⟨

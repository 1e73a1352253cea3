//! Styled diagnostics for the terminal.
//!
//! Everything here goes to stderr; stdout carries only ciphertext blocks.
//!
//! Color scheme (respects NO_COLOR):
//! - Red: errors
//! - Cyan: paths, hints

use console::style;

/// Check if color output is disabled via NO_COLOR env var.
fn colors_enabled() -> bool {
    std::env::var_os("NO_COLOR").is_none() && console::colors_enabled_stderr()
}

/// Print an error message to stderr (red).
///
/// Example: `✗ error reading /etc/shadow: Permission denied`
pub fn error(msg: &str) {
    if colors_enabled() {
        eprintln!("{} {}", style("✗").for_stderr().red(), msg);
    } else {
        eprintln!("✗ {}", msg);
    }
}

/// Print a hint message to stderr (cyan).
///
/// Example: `→ generate a key pair with: age-keygen`
pub fn hint(msg: &str) {
    if colors_enabled() {
        eprintln!(
            "{} {}",
            style("→").for_stderr().cyan(),
            style(msg).for_stderr().cyan()
        );
    } else {
        eprintln!("→ {}", msg);
    }
}

/// Format a path string in cyan.
pub fn path(p: &str) -> String {
    if colors_enabled() {
        style(p).for_stderr().cyan().to_string()
    } else {
        p.to_string()
    }
}
//! Encrypt-and-emit loop.
//!
//! The environment unit goes first, then one unit per collected file. A unit
//! that cannot be read or encrypted is reported and skipped; the loop only
//! stops when the output itself can no longer be written.

use std::io::Write;
use std::path::PathBuf;

use ::age::x25519;
use tracing::debug;

use crate::core::env::{self, EnvSource};
use crate::core::unit::InputUnit;
use crate::core::{cipher, collect};
use crate::error::{Error, Result};

/// Receives units that were skipped because of a recoverable error.
pub trait Report {
    fn skipped(&mut self, name: &str, err: &Error);
}

impl<R: Report + ?Sized> Report for &mut R {
    fn skipped(&mut self, name: &str, err: &Error) {
        (**self).skipped(name, err);
    }
}

/// Counts for a finished run.
#[derive(Debug, Default, Clone, Copy, PartialEq, Eq)]
pub struct Summary {
    pub emitted: usize,
    pub skipped: usize,
}

/// Writes armored blocks for one recipient.
pub struct Pipeline<'a, W, R> {
    recipient: &'a x25519::Recipient,
    out: W,
    report: R,
    summary: Summary,
}

impl<'a, W: Write, R: Report> Pipeline<'a, W, R> {
    pub fn new(recipient: &'a x25519::Recipient, out: W, report: R) -> Self {
        Self {
            recipient,
            out,
            report,
            summary: Summary::default(),
        }
    }

    /// Emit the environment unit followed by every file the patterns match.
    ///
    /// # Errors
    ///
    /// Only fails when writing to or flushing the output fails.
    pub fn run<S: AsRef<str>>(
        mut self,
        source: &impl EnvSource,
        patterns: &[S],
    ) -> Result<Summary> {
        self.emit_environment(source)?;
        let paths = collect::files(patterns);
        self.emit_files(&paths)?;
        self.finish()
    }

    pub fn emit_environment(&mut self, source: &impl EnvSource) -> Result<()> {
        let unit = env::snapshot(source);
        self.emit(&unit)
    }

    pub fn emit_files(&mut self, paths: &[PathBuf]) -> Result<()> {
        for path in paths {
            match collect::read(path) {
                Ok(unit) => self.emit(&unit)?,
                Err(e) => self.skip(&path.display().to_string(), e)?,
            }
        }
        Ok(())
    }

    /// Encrypt one unit and write its block.
    ///
    /// Encryption errors are reported and swallowed; output errors are not.
    pub fn emit(&mut self, unit: &InputUnit) -> Result<()> {
        match cipher::encrypt(self.recipient, &unit.payload) {
            Ok(armored) => {
                write_block(&mut self.out, &unit.name, &armored)?;
                self.summary.emitted += 1;
                Ok(())
            }
            Err(e) => self.skip(&unit.name, e),
        }
    }

    /// Flush the output and return the counts.
    ///
    /// # Errors
    ///
    /// A failed flush is fatal: blocks still buffered would be lost.
    pub fn finish(mut self) -> Result<Summary> {
        self.out.flush()?;
        debug!(
            emitted = self.summary.emitted,
            skipped = self.summary.skipped,
            "run complete"
        );
        Ok(self.summary)
    }

    fn skip(&mut self, name: &str, err: Error) -> Result<()> {
        if err.is_fatal() {
            return Err(err);
        }
        debug!(unit = name, error = %err, "skipping unit");
        self.report.skipped(name, &err);
        self.summary.skipped += 1;
        Ok(())
    }
}

/// Write a label line, the armored text and a blank separator line.
pub fn write_block(out: &mut impl Write, name: &str, armored: &str) -> Result<()> {
    writeln!(out, "{}", name)?;
    writeln!(out, "{}", armored.trim_end_matches(['\r', '\n']))?;
    writeln!(out)?;
    Ok(())
}
//! Command-line interface.

pub mod output;

use std::io;

use clap::Parser;

use crate::core::env::ProcessEnv;
use crate::core::pipeline::{Pipeline, Report, Summary};
use crate::core::recipient;
use crate::error::{Error, Result};

const AFTER_HELP: &str = "\
safex always includes environment variables in its output.

You must specify the recipient's public key as an environment variable:
    AGE_RECIPIENT=age1szal3cwkhdseyl67ljypnjzt2zu8drfhksq0n2s4hp0r7jtrxv9sfe80mn
You can generate a new key pair by running age-keygen locally.

Examples:
    safex
    safex /etc/passwd
    safex '/path/to/my/storage/**/*'";

/// Safex - encrypt environment variables and files to an age recipient.
#[derive(Parser, Debug)]
#[command(
    name = "safex",
    about = "Safely encrypt and export sensitive data from a machine using age",
    version,
    after_help = AFTER_HELP
)]
pub struct Cli {
    /// Enable debug logging
    #[arg(short, long)]
    pub verbose: bool,

    /// Glob patterns of files to include (`**` matches any depth)
    #[arg(value_name = "GLOB", trailing_var_arg = true)]
    pub patterns: Vec<String>,
}

/// Prints skipped units to stderr.
struct Stderr;

impl Report for Stderr {
    fn skipped(&mut self, name: &str, err: &Error) {
        output::error(&skip_message(name, err));
    }
}

/// Read errors already carry their path; other failures get the unit name.
fn skip_message(name: &str, err: &Error) -> String {
    match err {
        Error::ReadFile { .. } => err.to_string(),
        _ => format!("{}: {}", output::path(name), err),
    }
}

/// Load the recipient and emit every unit to stdout.
///
/// # Errors
///
/// Fails if the recipient cannot be loaded or stdout cannot be written.
/// Per-file problems are printed and do not fail the run.
pub fn execute(cli: &Cli) -> Result<Summary> {
    let env = ProcessEnv;
    let recipient = recipient::load(&env)?;

    let stdout = io::stdout();
    Pipeline::new(&recipient, stdout.lock(), Stderr).run(&env, &cli.patterns)
}

/// Print a fatal error and exit with status 1.
pub fn abort(err: &Error) -> ! {
    output::error(&err.to_string());
    match err {
        Error::MissingRecipient | Error::RecipientPrefix { .. } | Error::InvalidRecipient(_) => {
            output::hint("generate a key pair with: age-keygen")
        }
        _ => {}
    }
    std::process::exit(1);
}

⟩

#### INSTRUCTIONS TO FOLLOW:
Please count, in the material above, the lines that hold the word "EnvSource", and report only the total.

#### EXPECTED OUTPUT:
3